Jimmy Needham
Vice & Virtue
Platinum Pop Records (released May 4, 2015)
www.jimmyneedham.com
By Bob Marovich
Christian artist Jimmy Needham gives us plenty to ponder on Vice & Virtue, his seventh album and first for his own imprint, Platinum Pop Records.
Needham’s music is youthful and rhythmic, a playful potpourri of melodic pop and R&B that will put listeners in mind of fellow blue eyed soul children Bryan Popin, Sam Smith, Mayer Hawthorne, Eli “Paperboy” Reed, and Justin Timberlake. “Thank You,” a breathless ode of gratitude, has vestiges of the muscle twitching 1980s Minneapolis Sound pioneered by Prince. Another devotional, “Only You,” is melodic and best representative of Needham’s upbeat style.

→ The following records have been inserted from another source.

//! Builder that validates a [`BridgeConfig`] before any request is served.

// self
use crate::{
	_prelude::*,
	auth::{AllowAll, Authorizer},
	config::{
		BridgeConfig, BridgeOptions, CredentialFn, LogEvents, PriorityFn, RecipientFn, TextFn,
	},
	error::ConfigError,
	http::ClientProvider,
	pushover::MESSAGES_API,
};

/// Builder for [`BridgeConfig`] values.
///
/// Only [`resolve_recipient`](Self::resolve_recipient) is mandatory; [`build`](Self::build)
/// fails with [`ConfigError::MissingRecipientResolver`] without it.
#[derive(Default)]
pub struct BridgeConfigBuilder {
	resolve_recipient: Option<RecipientFn>,
	remap_credential: Option<CredentialFn>,
	remap_priority: Option<PriorityFn>,
	remap_title: Option<TextFn>,
	remap_message: Option<TextFn>,
	authorizer: Option<Arc<dyn Authorizer>>,
	client_provider: Option<Arc<dyn ClientProvider>>,
	/// Data-only options; individual setters below edit this in place.
	pub options: BridgeOptions,
}
impl BridgeConfigBuilder {
	/// Creates an empty builder with default options.
	pub fn new() -> Self {
		Self::default()
	}

	/// Sets the mandatory credential → Pushover user mapping.
	pub fn resolve_recipient<F>(mut self, f: F) -> Self
	where
		F: 'static + Send + Sync + Fn(&str) -> String,
	{
		self.resolve_recipient = Some(Arc::new(f));

		self
	}

	/// Maps the Gotify token to a Pushover application token (defaults to forwarding it).
	pub fn remap_credential<F>(mut self, f: F) -> Self
	where
		F: 'static + Send + Sync + Fn(&str) -> String,
	{
		self.remap_credential = Some(Arc::new(f));

		self
	}

	/// Maps the Gotify priority to a Pushover priority.
	pub fn remap_priority<F>(mut self, f: F) -> Self
	where
		F: 'static + Send + Sync + Fn(Option<i32>) -> i32,
	{
		self.remap_priority = Some(Arc::new(move |priority: Option<i32>| Some(f(priority))));

		self
	}

	/// Maps the Gotify title to a Pushover title.
	pub fn remap_title<F>(mut self, f: F) -> Self
	where
		F: 'static + Send + Sync + Fn(Option<&str>) -> String,
	{
		self.remap_title = Some(text_fn(f));

		self
	}

	/// Maps the Gotify message to a Pushover message.
	pub fn remap_message<F>(mut self, f: F) -> Self
	where
		F: 'static + Send + Sync + Fn(Option<&str>) -> String,
	{
		self.remap_message = Some(text_fn(f));

		self
	}

	/// Overrides the authorization hook (defaults to [`AllowAll`]).
	pub fn authorizer(mut self, authorizer: impl 'static + Authorizer) -> Self {
		self.authorizer = Some(Arc::new(authorizer));

		self
	}

	/// Supplies the outbound client instead of the ambient factory or fallback.
	pub fn client_provider(mut self, provider: impl ClientProvider) -> Self {
		self.client_provider = Some(Arc::new(provider));

		self
	}

	/// Replaces all data-only options at once.
	pub fn options(mut self, options: BridgeOptions) -> Self {
		self.options = options;

		self
	}

	/// Toggles title trimming.
	pub fn auto_trim_title(mut self, enabled: bool) -> Self {
		self.options.auto_trim_title = enabled;

		self
	}

	/// Toggles message trimming.
	pub fn auto_trim_message(mut self, enabled: bool) -> Self {
		self.options.auto_trim_message = enabled;

		self
	}

	/// Overrides the logger name attached to events.
	pub fn logger_name(mut self, name: impl Into<String>) -> Self {
		self.options.logger_name = name.into();

		self
	}

	/// Overrides which events are logged.
	pub fn log_events(mut self, log: LogEvents) -> Self {
		self.options.log = log;

		self
	}

	/// Points the bridge at another Pushover-compatible endpoint.
	pub fn sink_endpoint(mut self, url: Url) -> Self {
		self.options.sink_endpoint = Some(url);

		self
	}

	/// Bounds the outbound call. Sub-millisecond remainders round up.
	pub fn request_timeout(mut self, timeout: Duration) -> Self {
		let millis = timeout.as_nanos().div_ceil(1_000_000);

		self.options.request_timeout_ms = Some(u64::try_from(millis).unwrap_or(u64::MAX));

		self
	}

	/// Consumes the builder and validates the resulting configuration.
	pub fn build(self) -> Result<BridgeConfig, ConfigError> {
		let resolve_recipient =
			self.resolve_recipient.ok_or(ConfigError::MissingRecipientResolver)?;
		let sink_endpoint = match &self.options.sink_endpoint {
			Some(url) => url.clone(),
			None => Url::parse(MESSAGES_API)
				.map_err(|_| ConfigError::InvalidSinkEndpoint { url: MESSAGES_API.into() })?,
		};

		if !matches!(sink_endpoint.scheme(), "http" | "https") {
			return Err(ConfigError::InvalidSinkEndpoint { url: sink_endpoint.into() });
		}
		if self.options.request_timeout_ms == Some(0) {
			return Err(ConfigError::ZeroRequestTimeout);
		}

		Ok(BridgeConfig {
			resolve_recipient,
			remap_credential: self.remap_credential.unwrap_or_else(|| Arc::new(str::to_owned)),
			remap_priority: self
				.remap_priority
				.unwrap_or_else(|| Arc::new(|priority: Option<i32>| priority)),
			remap_title: self.remap_title.unwrap_or_else(identity_text),
			remap_message: self.remap_message.unwrap_or_else(identity_text),
			authorizer: self.authorizer.unwrap_or_else(|| Arc::new(AllowAll)),
			client_provider: self.client_provider,
			sink_endpoint,
			options: self.options,
		})
	}
}
impl Debug for BridgeConfigBuilder {
	fn fmt(&self, f: &mut Formatter) -> FmtResult {
		f.debug_struct("BridgeConfigBuilder")
			.field("resolve_recipient_set", &self.resolve_recipient.is_some())
			.field("options", &self.options)
			.finish()
	}
}

fn text_fn<F>(f: F) -> TextFn
where
	F: 'static + Send + Sync + Fn(Option<&str>) -> String,
{
	Arc::new(move |value: Option<&str>| Some(f(value)))
}

fn identity_text() -> TextFn {
	Arc::new(|value: Option<&str>| value.map(str::to_owned))
}

#[cfg(test)]
mod tests {
	// self
	use super::*;

	#[test]
	fn build_requires_recipient_resolver() {
		let err = BridgeConfigBuilder::new()
			.remap_priority(|_| 0)
			.build()
			.expect_err("Builder should reject a missing recipient resolver.");

		assert!(matches!(err, ConfigError::MissingRecipientResolver));
	}

	#[test]
	fn build_defaults_to_pushover_endpoint() {
		let config = BridgeConfig::basic(|_| "user-key".into())
			.expect("Basic configuration should build.");

		assert_eq!(config.sink_endpoint().as_str(), MESSAGES_API);
		assert_eq!(config.options(), &BridgeOptions::default());
		assert!(config.client_provider.is_none());
	}

	#[test]
	fn build_rejects_non_http_sink() {
		let err = BridgeConfigBuilder::new()
			.resolve_recipient(|_| "user-key".into())
			.sink_endpoint(
				Url::parse("ftp://example.com/1/messages.json").expect("Test URL should parse."),
			)
			.build()
			.expect_err("Builder should reject non-HTTP sinks.");

		assert!(matches!(err, ConfigError::InvalidSinkEndpoint { .. }));
	}

	#[test]
	fn setters_update_options() {
		let config = BridgeConfigBuilder::new()
			.resolve_recipient(|_| "user-key".into())
			.auto_trim_title(false)
			.auto_trim_message(false)
			.logger_name("bridge")
			.log_events(LogEvents::NONE)
			.request_timeout(Duration::from_secs(3))
			.build()
			.expect("Configuration should build.");
		let options = config.options();

		assert!(!options.auto_trim_title);
		assert!(!options.auto_trim_message);
		assert_eq!(options.logger_name, "bridge");
		assert_eq!(options.log, LogEvents::NONE);
		assert_eq!(options.request_timeout(), Some(Duration::from_secs(3)));
	}

	#[test]
	fn sub_millisecond_timeout_rounds_up() {
		let config = BridgeConfigBuilder::new()
			.resolve_recipient(|_| "user-key".into())
			.request_timeout(Duration::from_micros(300))
			.build()
			.expect("Sub-millisecond timeout should build.");

		assert_eq!(config.options().request_timeout(), Some(Duration::from_millis(1)));
		assert_eq!(
			BridgeConfigBuilder::new()
				.request_timeout(Duration::from_micros(1_500))
				.options
				.request_timeout_ms,
			Some(2)
		);
	}

	#[test]
	fn zero_timeout_is_rejected() {
		let err = BridgeConfigBuilder::new()
			.resolve_recipient(|_| "user-key".into())
			.request_timeout(Duration::ZERO)
			.build()
			.expect_err("Zero timeout should be rejected.");

		assert!(matches!(err, ConfigError::ZeroRequestTimeout));

		let options: BridgeOptions = serde_json::from_str(r#"{"request_timeout_ms":0}"#)
			.expect("Options document should deserialize.");
		let err = BridgeConfigBuilder::new()
			.resolve_recipient(|_| "user-key".into())
			.options(options)
			.build()
			.expect_err("Zero timeout loaded from options should be rejected.");

		assert!(matches!(err, ConfigError::ZeroRequestTimeout));
	}
}
//! Credential extraction with Gotify's lookup order.
//!
//! Gotify accepts the application token in three places. The first location that is
//! present wins and later ones are never consulted:
//!
//! 1. the `token` query parameter,
//! 2. the `X-Gotify-Key` header,
//! 3. an `Authorization: Bearer <token>` header (scheme matched case-insensitively).
//!
//! A present location that yields an empty token counts as a missing credential. A header
//! whose value is not UTF-8 is an internal fault rather than a missing credential.

// crates.io
use axum::http::{HeaderMap, HeaderValue, header::AUTHORIZATION};
// self
use crate::{
	_prelude::*,
	auth::{Credential, RequestContext},
};

/// Query parameter carrying the Gotify token.
pub const TOKEN_QUERY_PARAM: &str = "token";
/// Header carrying the Gotify token.
pub const GOTIFY_KEY_HEADER: &str = "X-Gotify-Key";

const BEARER_PREFIX: &str = "Bearer ";

/// Extracts the caller's credential from the request.
pub fn extract_credential(context: &RequestContext) -> Result<Credential> {
	let raw = match context.query_param(TOKEN_QUERY_PARAM) {
		Some(token) => token,
		None => match header_credential(&context.headers)? {
			Some(token) => token,
			None => return Err(Error::MissingCredential),
		},
	};

	if raw.is_empty() {
		return Err(Error::MissingCredential);
	}

	Ok(Credential::new(raw))
}

fn header_credential(headers: &HeaderMap) -> Result<Option<String>> {
	if let Some(value) = headers.get(GOTIFY_KEY_HEADER) {
		return Ok(Some(header_text(value, GOTIFY_KEY_HEADER)?.to_owned()));
	}

	let Some(value) = headers.get(AUTHORIZATION) else {
		return Ok(None);
	};

	Ok(bearer_token(header_text(value, "Authorization")?).map(str::to_owned))
}

// `HeaderValue::to_str` only admits visible ASCII; tokens may be any UTF-8.
fn header_text<'a>(value: &'a HeaderValue, header: &'static str) -> Result<&'a str> {
	std::str::from_utf8(value.as_bytes()).map_err(|_| Error::MalformedCredential { header })
}

/// Returns the trimmed token of a `Bearer` authorization value, if the scheme matches.
pub fn bearer_token(value: &str) -> Option<&str> {
	let scheme = value.get(..BEARER_PREFIX.len())?;

	if !scheme.eq_ignore_ascii_case(BEARER_PREFIX) {
		return None;
	}

	Some(value[BEARER_PREFIX.len()..].trim())
}
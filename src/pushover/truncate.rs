//! Length clamping for Pushover text fields.
//!
//! Lengths are counted in `char`s. Excess characters are dropped silently; no ellipsis is
//! added and no error is raised.

// self
use crate::pushover::{MESSAGE_MAX_LENGTH, TITLE_MAX_LENGTH};

/// Returns the longest prefix of `value` holding at most `max` characters.
pub fn truncate(value: &str, max: usize) -> &str {
	match value.char_indices().nth(max) {
		Some((idx, _)) => &value[..idx],
		None => value,
	}
}

/// Clamps a title to [`TITLE_MAX_LENGTH`].
pub fn truncate_title(title: &str) -> &str {
	truncate(title, TITLE_MAX_LENGTH)
}

/// Clamps a message to [`MESSAGE_MAX_LENGTH`].
pub fn truncate_message(message: &str) -> &str {
	truncate(message, MESSAGE_MAX_LENGTH)
}

#[cfg(test)]
mod tests {
	// self
	use super::*;

	#[test]
	fn short_values_pass_through() {
		assert_eq!(truncate_title("backup done"), "backup done");
		assert_eq!(truncate("", 3), "");
		assert_eq!(truncate("abc", 3), "abc");
	}

	#[test]
	fn long_title_keeps_exact_prefix() {
		let title = "x".repeat(300);
		let trimmed = truncate_title(&title);

		assert_eq!(trimmed.len(), TITLE_MAX_LENGTH);
		assert_eq!(trimmed, &title[..TITLE_MAX_LENGTH]);
	}

	#[test]
	fn long_message_is_clamped() {
		let message = "m".repeat(MESSAGE_MAX_LENGTH + 1);

		assert_eq!(truncate_message(&message).chars().count(), MESSAGE_MAX_LENGTH);
	}

	#[test]
	fn multibyte_characters_are_never_split() {
		assert_eq!(truncate("žluťoučký", 4), "žluť");
		assert_eq!(truncate("🔔🔔🔔", 2), "🔔🔔");
		assert_eq!(truncate("🔔", 0), "");
	}
}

Vice & Virtue is not only melodic–it is infused with invention. Polyrhythmic handclaps on “Momma Didn’t Raise No Fool” give the song the feel of a children’s playground chant. There’s a funky turn on Randy Travis’s 1987 country smash, “Forever and Ever Amen,” and for “The Story (A Spoken Word),” Needham relates the Book of Genesis with a beat poet’s virtuosity.
Some of the album’s lyrics are straight up praise, while others ruminate on the struggle that has perplexed humankind since the beginning of recorded history: the tension between good and evil, light and darkness. As Needham notes in the bluesy “Jekyll and Hyde,” we may put on our Mr. Jekyll face for the public, “but there’s no hiding Mr. Hyde.”
Not only does the album cover reinforce the lyric dialogue of life’s yin and yang—depicting Needham in half darkness, half light—but so does the title track. It is the song Needham calls “the most offensive song I’ve ever written” because it lays out directly and incisively how every person has “vice in virtue,” a fundamental brokenness that must be acknowledged to be defeated. Even putting Vice before Virtue in the title suggests the power Vice holds on our lives.
Still, the music of Vice & Virtue has sufficient swagger and Needham’s vocals sufficient optimism to ensure the listener that good will prevail in the end.
Four of Five Stars
Pick: “Thank You,” “Only You.”
Written by : Bob Marovich
Bob Marovich is a gospel music historian, author, and radio host. Founder of Journal of Gospel Music blog (formally The Black Gospel Blog) and producer of the Gospel Memories Radio Show.